- **Task item**
In the entries below, every line with the string "RequirementKind" is to be reported.

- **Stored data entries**
· · · · ·

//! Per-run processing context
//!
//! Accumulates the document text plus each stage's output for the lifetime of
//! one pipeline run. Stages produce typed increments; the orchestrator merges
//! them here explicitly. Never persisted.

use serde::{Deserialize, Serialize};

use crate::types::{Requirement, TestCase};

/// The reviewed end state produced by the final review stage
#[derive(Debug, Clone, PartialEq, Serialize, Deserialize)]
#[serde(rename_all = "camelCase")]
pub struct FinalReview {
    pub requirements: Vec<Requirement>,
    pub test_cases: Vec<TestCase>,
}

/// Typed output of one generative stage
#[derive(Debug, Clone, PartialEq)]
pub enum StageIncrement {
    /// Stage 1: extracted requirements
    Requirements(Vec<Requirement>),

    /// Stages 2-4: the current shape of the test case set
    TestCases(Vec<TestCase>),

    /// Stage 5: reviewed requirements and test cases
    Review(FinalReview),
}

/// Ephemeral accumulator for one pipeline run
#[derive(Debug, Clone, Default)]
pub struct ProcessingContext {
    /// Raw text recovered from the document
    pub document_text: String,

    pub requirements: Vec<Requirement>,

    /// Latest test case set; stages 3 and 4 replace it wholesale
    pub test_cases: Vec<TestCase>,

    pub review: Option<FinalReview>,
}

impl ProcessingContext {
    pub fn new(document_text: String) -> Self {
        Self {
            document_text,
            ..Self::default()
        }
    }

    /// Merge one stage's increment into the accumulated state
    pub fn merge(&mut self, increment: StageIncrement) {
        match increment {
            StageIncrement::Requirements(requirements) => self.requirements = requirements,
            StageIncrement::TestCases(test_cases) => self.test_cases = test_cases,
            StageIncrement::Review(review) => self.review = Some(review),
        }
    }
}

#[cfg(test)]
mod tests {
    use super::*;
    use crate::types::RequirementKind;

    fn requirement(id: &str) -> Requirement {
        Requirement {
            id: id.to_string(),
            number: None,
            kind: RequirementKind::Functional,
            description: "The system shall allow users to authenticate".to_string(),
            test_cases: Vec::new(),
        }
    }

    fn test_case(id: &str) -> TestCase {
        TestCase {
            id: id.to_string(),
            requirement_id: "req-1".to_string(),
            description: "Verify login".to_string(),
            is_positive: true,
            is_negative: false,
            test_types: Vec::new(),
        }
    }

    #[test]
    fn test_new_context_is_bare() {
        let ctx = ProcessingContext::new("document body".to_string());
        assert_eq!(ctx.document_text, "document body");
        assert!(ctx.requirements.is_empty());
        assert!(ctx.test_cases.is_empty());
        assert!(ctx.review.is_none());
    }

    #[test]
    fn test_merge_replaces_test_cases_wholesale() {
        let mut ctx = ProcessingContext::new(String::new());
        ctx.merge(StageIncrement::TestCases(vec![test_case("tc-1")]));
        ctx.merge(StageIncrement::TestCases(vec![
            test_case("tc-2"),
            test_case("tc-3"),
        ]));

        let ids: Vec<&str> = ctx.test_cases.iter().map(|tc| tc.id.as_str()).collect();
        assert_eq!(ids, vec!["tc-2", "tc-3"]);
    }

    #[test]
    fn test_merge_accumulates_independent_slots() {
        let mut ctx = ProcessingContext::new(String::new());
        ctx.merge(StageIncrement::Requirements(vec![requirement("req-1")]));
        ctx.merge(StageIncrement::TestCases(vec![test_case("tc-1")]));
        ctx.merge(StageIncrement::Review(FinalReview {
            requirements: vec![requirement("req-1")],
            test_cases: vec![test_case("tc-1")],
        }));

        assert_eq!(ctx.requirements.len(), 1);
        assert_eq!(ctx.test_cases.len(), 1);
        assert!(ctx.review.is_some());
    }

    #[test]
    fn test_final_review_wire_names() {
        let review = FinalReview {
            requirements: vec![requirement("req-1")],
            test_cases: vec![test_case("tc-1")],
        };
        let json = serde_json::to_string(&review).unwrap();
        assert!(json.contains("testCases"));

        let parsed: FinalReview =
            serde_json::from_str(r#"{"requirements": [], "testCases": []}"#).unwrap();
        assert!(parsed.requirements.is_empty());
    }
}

· · · · ·

- **Result of the task**
    use crate::types::RequirementKind;
            kind: RequirementKind::Functional,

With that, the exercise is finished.